=== The data ===
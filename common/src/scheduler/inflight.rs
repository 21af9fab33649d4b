// At most one in-flight run per repository path

use crate::models::normalize_path;
use std::collections::HashSet;
use std::path::{Path, PathBuf};
use std::sync::{Arc, Mutex, PoisonError};

/// Set of repository paths with a run in progress
#[derive(Debug, Clone, Default)]
pub struct InFlightTracker {
    paths: Arc<Mutex<HashSet<PathBuf>>>,
}

impl InFlightTracker {
    pub fn new() -> Self {
        Self::default()
    }

    /// Claim `path`, or `None` if a run for it is already in flight
    ///
    /// Claims are keyed on the normalized path. The claim is released when
    /// the returned guard is dropped.
    pub fn try_acquire(&self, path: &Path) -> Option<InFlightGuard> {
        let path = normalize_path(path);
        let mut paths = self.paths.lock().unwrap_or_else(PoisonError::into_inner);
        if !paths.insert(path.clone()) {
            return None;
        }

        Some(InFlightGuard {
            paths: Arc::clone(&self.paths),
            path,
        })
    }

    pub fn is_in_flight(&self, path: &Path) -> bool {
        self.paths
            .lock()
            .unwrap_or_else(PoisonError::into_inner)
            .contains(&normalize_path(path))
    }

    pub fn len(&self) -> usize {
        self.paths.lock().unwrap_or_else(PoisonError::into_inner).len()
    }

    pub fn is_empty(&self) -> bool {
        self.len() == 0
    }
}

/// Releases its path on drop
#[derive(Debug)]
pub struct InFlightGuard {
    paths: Arc<Mutex<HashSet<PathBuf>>>,
    path: PathBuf,
}

impl Drop for InFlightGuard {
    fn drop(&mut self) {
        self.paths
            .lock()
            .unwrap_or_else(PoisonError::into_inner)
            .remove(&self.path);
    }
}
// Live schedule and registry reconciliation

use crate::errors::ScheduleError;
use crate::models::{ExecutionContext, TaskRecord};
use crate::schedule::{next_run_at, parse_task_interval};
use chrono::{DateTime, Utc};
use std::collections::HashMap;

/// In-memory projection of a registered task
#[derive(Debug, Clone, PartialEq, Eq)]
pub struct ScheduleEntry {
    pub record: TaskRecord,
    pub next_run_at: DateTime<Utc>,
}

/// What a reconciliation changed
#[derive(Debug, Default, Clone, PartialEq)]
pub struct ReconcileReport {
    pub added: Vec<i64>,
    /// Existing entries whose record fields changed
    pub updated: Vec<i64>,
    pub removed: Vec<i64>,
    /// Records left unscheduled because their interval is unusable
    pub invalid: Vec<(i64, ScheduleError)>,
}

impl ReconcileReport {
    pub fn is_noop(&self) -> bool {
        self.added.is_empty()
            && self.updated.is_empty()
            && self.removed.is_empty()
            && self.invalid.is_empty()
    }
}

/// Tasks that became due during one evaluation
#[derive(Debug, Default)]
pub struct DueTasks {
    /// Snapshots to dispatch, one per due entry
    pub ready: Vec<ExecutionContext>,
    /// Entries removed because their interval could no longer be parsed
    pub dropped: Vec<(i64, ScheduleError)>,
}

/// Live schedule keyed by task ID
#[derive(Debug, Default)]
pub struct LiveSchedule {
    entries: HashMap<i64, ScheduleEntry>,
}

impl LiveSchedule {
    pub fn new() -> Self {
        Self::default()
    }

    pub fn len(&self) -> usize {
        self.entries.len()
    }

    pub fn is_empty(&self) -> bool {
        self.entries.is_empty()
    }

    pub fn get(&self, id: i64) -> Option<&ScheduleEntry> {
        self.entries.get(&id)
    }

    pub fn entries(&self) -> impl Iterator<Item = &ScheduleEntry> {
        self.entries.values()
    }

    /// Merge the registry's current records into the schedule
    ///
    /// New records are scheduled at `now + interval`. Known records have their
    /// fields replaced and keep their pending `next_run_at`. Entries with no
    /// current record are removed. The merged map replaces the old one in a
    /// single assignment.
    pub fn reconcile(&mut self, records: &[TaskRecord], now: DateTime<Utc>) -> ReconcileReport {
        let mut report = ReconcileReport::default();
        let mut merged = HashMap::with_capacity(records.len());

        for record in records {
            match self.entries.get(&record.id) {
                Some(existing) => {
                    if existing.record != *record {
                        report.updated.push(record.id);
                    }
                    merged.insert(
                        record.id,
                        ScheduleEntry {
                            record: record.clone(),
                            next_run_at: existing.next_run_at,
                        },
                    );
                }
                None => {
                    let first_run = parse_task_interval(&record.every)
                        .and_then(|interval| next_run_at(now, interval));
                    match first_run {
                        Ok(next_run_at) => {
                            report.added.push(record.id);
                            merged.insert(
                                record.id,
                                ScheduleEntry {
                                    record: record.clone(),
                                    next_run_at,
                                },
                            );
                        }
                        Err(e) => report.invalid.push((record.id, e)),
                    }
                }
            }
        }

        report.removed = self
            .entries
            .keys()
            .filter(|id| !merged.contains_key(id))
            .copied()
            .collect();
        report.removed.sort_unstable();

        self.entries = merged;
        report
    }

    /// Collect entries due at `now` and advance each by its own interval
    ///
    /// An entry is due when `next_run_at <= now`. Each due entry yields
    /// exactly one snapshot no matter how many intervals have elapsed.
    pub fn take_due(&mut self, now: DateTime<Utc>) -> DueTasks {
        let mut due = DueTasks::default();

        for (id, entry) in self.entries.iter_mut() {
            if entry.next_run_at > now {
                continue;
            }

            due.ready.push(ExecutionContext::from(&entry.record));

            match parse_task_interval(&entry.record.every).and_then(|i| next_run_at(now, i)) {
                Ok(next) => entry.next_run_at = next,
                Err(e) => due.dropped.push((*id, e)),
            }
        }

        for (id, _) in &due.dropped {
            self.entries.remove(id);
        }

        due.ready.sort_by_key(|ctx| ctx.task_id);
        due
    }
}
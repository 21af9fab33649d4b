// Task repository implementation

use crate::db::DbPool;
use crate::errors::RegistryError;
use crate::models::{normalize_path_str, NewTask, TaskRecord};
use async_trait::async_trait;
use tracing::instrument;

const SELECT_COLUMNS: &str = r#"
    SELECT
        id, path, every, auto_add, auto_push,
        COALESCE(static_msg, '') AS static_msg,
        COALESCE(exclude_patterns, '') AS exclude_patterns
    FROM tasks
"#;

/// Persisted set of registered tasks
///
/// The scheduler only ever reads the full set; mutation happens through the
/// command-line surface and is observed on the next reconciliation.
#[async_trait]
pub trait TaskRegistry: Send + Sync {
    /// All registered tasks, ordered by ID
    async fn get_all(&self) -> Result<Vec<TaskRecord>, RegistryError>;

    /// Insert a task, replacing any existing task with the same path
    async fn upsert(&self, task: &NewTask) -> Result<TaskRecord, RegistryError>;

    async fn find_by_path(&self, path: &str) -> Result<Option<TaskRecord>, RegistryError>;

    async fn delete_by_id(&self, id: i64) -> Result<(), RegistryError>;

    async fn delete_by_path(&self, path: &str) -> Result<(), RegistryError>;
}

/// SQLite-backed task registry
pub struct TaskRepository {
    pool: DbPool,
}

impl TaskRepository {
    /// Create a new TaskRepository
    pub fn new(pool: DbPool) -> Self {
        Self { pool }
    }
}

#[async_trait]
impl TaskRegistry for TaskRepository {
    #[instrument(skip(self))]
    async fn get_all(&self) -> Result<Vec<TaskRecord>, RegistryError> {
        let tasks = sqlx::query_as::<_, TaskRecord>(&format!("{} ORDER BY id", SELECT_COLUMNS))
            .fetch_all(self.pool.pool())
            .await?;

        tracing::debug!(count = tasks.len(), "Loaded tasks");
        Ok(tasks)
    }

    /// Upsert keyed on the normalized path
    ///
    /// `INSERT OR REPLACE` deletes the conflicting row before inserting the
    /// new one.
    #[instrument(skip(self, task), fields(path = %task.path))]
    async fn upsert(&self, task: &NewTask) -> Result<TaskRecord, RegistryError> {
        let record = sqlx::query_as::<_, TaskRecord>(
            r#"
            INSERT OR REPLACE INTO tasks
                (path, every, auto_add, auto_push, static_msg, exclude_patterns)
            VALUES (?, ?, ?, ?, ?, ?)
            RETURNING
                id, path, every, auto_add, auto_push,
                COALESCE(static_msg, '') AS static_msg,
                COALESCE(exclude_patterns, '') AS exclude_patterns
            "#,
        )
        .bind(normalize_path_str(&task.path))
        .bind(&task.every)
        .bind(task.auto_add)
        .bind(task.auto_push)
        .bind(&task.static_msg)
        .bind(&task.exclude_patterns)
        .fetch_one(self.pool.pool())
        .await?;

        tracing::info!(task_id = record.id, path = %record.path, "Task registered");
        Ok(record)
    }

    #[instrument(skip(self))]
    async fn find_by_path(&self, path: &str) -> Result<Option<TaskRecord>, RegistryError> {
        let task = sqlx::query_as::<_, TaskRecord>(&format!("{} WHERE path = ?", SELECT_COLUMNS))
            .bind(normalize_path_str(path))
            .fetch_optional(self.pool.pool())
            .await?;

        Ok(task)
    }

    #[instrument(skip(self))]
    async fn delete_by_id(&self, id: i64) -> Result<(), RegistryError> {
        let result = sqlx::query("DELETE FROM tasks WHERE id = ?")
            .bind(id)
            .execute(self.pool.pool())
            .await?;

        if result.rows_affected() == 0 {
            return Err(RegistryError::NotFound(format!("no task found with ID: {}", id)));
        }

        tracing::info!(task_id = id, "Task removed");
        Ok(())
    }

    #[instrument(skip(self))]
    async fn delete_by_path(&self, path: &str) -> Result<(), RegistryError> {
        let path = normalize_path_str(path);
        let result = sqlx::query("DELETE FROM tasks WHERE path = ?")
            .bind(&path)
            .execute(self.pool.pool())
            .await?;

        if result.rows_affected() == 0 {
            return Err(RegistryError::NotFound(format!(
                "no task found for path: {}",
                path
            )));
        }

        tracing::info!(path = %path, "Task removed");
        Ok(())
    }
}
===
Task statement
Find the word "PathBuf" in the entries above and gather every line that holds it.

Response for this exercise
use std::path::{Path, PathBuf};
    paths: Arc<Mutex<HashSet<PathBuf>>>,
    paths: Arc<Mutex<HashSet<PathBuf>>>,
    path: PathBuf,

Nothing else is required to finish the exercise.